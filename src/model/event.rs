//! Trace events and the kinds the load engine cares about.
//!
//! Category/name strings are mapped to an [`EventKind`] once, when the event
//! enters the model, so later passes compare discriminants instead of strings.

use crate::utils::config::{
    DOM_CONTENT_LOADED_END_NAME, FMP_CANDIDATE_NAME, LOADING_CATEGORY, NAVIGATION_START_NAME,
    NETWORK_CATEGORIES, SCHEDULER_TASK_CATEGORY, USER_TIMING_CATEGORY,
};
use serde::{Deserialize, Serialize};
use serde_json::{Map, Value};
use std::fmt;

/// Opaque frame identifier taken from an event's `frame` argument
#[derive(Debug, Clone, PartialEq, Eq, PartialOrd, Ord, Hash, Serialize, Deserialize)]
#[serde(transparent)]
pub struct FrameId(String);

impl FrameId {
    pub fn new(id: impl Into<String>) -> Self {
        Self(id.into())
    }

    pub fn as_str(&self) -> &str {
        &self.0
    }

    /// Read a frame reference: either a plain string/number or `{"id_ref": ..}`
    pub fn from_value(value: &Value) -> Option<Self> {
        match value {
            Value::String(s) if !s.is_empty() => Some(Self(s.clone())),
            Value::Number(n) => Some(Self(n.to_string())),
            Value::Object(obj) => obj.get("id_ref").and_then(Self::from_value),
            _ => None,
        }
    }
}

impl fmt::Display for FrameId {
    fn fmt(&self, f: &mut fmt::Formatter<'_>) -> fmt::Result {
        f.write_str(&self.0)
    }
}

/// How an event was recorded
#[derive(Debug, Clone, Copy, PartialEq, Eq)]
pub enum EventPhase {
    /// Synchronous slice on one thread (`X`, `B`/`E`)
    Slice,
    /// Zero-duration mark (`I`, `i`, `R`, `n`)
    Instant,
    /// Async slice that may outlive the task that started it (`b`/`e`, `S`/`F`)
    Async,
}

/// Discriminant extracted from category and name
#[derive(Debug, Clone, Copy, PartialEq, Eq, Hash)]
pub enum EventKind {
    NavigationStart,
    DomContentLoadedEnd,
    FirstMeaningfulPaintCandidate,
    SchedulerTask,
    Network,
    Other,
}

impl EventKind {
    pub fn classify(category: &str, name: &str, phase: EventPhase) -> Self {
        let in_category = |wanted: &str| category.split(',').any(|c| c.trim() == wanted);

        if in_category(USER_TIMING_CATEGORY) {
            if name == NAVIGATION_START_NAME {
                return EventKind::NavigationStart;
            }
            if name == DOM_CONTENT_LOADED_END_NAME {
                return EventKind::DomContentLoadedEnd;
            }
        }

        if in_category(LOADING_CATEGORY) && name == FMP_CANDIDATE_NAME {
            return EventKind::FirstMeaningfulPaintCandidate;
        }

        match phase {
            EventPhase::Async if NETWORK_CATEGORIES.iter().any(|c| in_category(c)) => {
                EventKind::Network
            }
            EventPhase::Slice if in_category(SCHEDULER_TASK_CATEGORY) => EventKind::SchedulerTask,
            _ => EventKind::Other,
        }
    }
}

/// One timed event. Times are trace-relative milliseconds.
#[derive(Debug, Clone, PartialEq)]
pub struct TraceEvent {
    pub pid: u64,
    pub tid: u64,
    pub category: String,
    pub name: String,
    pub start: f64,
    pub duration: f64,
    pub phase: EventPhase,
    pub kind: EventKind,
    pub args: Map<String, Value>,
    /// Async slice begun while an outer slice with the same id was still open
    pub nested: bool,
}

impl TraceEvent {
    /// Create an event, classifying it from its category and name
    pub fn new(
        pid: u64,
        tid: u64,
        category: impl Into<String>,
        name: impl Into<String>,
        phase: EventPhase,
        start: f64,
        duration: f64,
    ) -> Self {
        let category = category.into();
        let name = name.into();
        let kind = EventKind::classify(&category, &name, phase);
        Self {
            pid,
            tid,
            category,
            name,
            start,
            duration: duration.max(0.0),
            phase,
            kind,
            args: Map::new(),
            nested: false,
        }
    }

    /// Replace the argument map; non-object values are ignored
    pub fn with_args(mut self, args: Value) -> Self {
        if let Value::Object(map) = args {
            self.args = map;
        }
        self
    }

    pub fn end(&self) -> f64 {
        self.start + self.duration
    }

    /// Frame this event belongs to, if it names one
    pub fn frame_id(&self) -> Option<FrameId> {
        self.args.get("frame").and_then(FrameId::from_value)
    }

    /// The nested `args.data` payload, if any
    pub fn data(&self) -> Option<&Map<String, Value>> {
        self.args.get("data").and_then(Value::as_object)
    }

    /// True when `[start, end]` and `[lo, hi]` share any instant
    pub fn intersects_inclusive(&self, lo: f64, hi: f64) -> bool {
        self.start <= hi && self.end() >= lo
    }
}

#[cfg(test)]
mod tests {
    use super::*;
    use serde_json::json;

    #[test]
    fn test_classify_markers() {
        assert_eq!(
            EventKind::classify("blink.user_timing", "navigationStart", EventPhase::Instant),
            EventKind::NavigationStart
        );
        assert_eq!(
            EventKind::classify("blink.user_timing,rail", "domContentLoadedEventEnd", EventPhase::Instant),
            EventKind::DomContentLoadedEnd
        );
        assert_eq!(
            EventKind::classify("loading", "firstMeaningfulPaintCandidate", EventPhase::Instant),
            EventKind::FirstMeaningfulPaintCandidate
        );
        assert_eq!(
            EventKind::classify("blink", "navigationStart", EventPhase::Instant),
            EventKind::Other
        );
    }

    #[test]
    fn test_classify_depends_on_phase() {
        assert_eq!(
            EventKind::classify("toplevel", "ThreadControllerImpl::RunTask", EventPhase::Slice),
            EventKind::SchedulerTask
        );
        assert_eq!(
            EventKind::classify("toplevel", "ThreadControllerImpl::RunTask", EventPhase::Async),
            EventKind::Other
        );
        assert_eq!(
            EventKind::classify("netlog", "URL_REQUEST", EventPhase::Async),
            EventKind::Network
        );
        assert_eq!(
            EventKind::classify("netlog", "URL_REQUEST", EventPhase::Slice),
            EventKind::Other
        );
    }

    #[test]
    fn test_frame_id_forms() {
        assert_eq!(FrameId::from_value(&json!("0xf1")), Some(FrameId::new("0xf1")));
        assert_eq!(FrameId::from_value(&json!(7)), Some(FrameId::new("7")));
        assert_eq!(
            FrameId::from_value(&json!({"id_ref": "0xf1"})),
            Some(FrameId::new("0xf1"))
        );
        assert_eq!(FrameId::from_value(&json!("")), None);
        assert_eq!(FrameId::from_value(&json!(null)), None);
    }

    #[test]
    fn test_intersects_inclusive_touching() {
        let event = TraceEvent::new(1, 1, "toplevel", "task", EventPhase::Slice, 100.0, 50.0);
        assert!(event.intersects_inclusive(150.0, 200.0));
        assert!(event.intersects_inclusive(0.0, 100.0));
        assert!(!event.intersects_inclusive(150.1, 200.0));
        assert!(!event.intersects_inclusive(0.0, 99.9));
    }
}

────────────────────────────────────────

§ **Your assignment**
Wherever the string "Serialize" appears in the data above, copy the line it sits in.

§ **The completed task**
use serde::{Deserialize, Serialize};
#[derive(Debug, Clone, PartialEq, Eq, PartialOrd, Ord, Hash, Serialize, Deserialize)]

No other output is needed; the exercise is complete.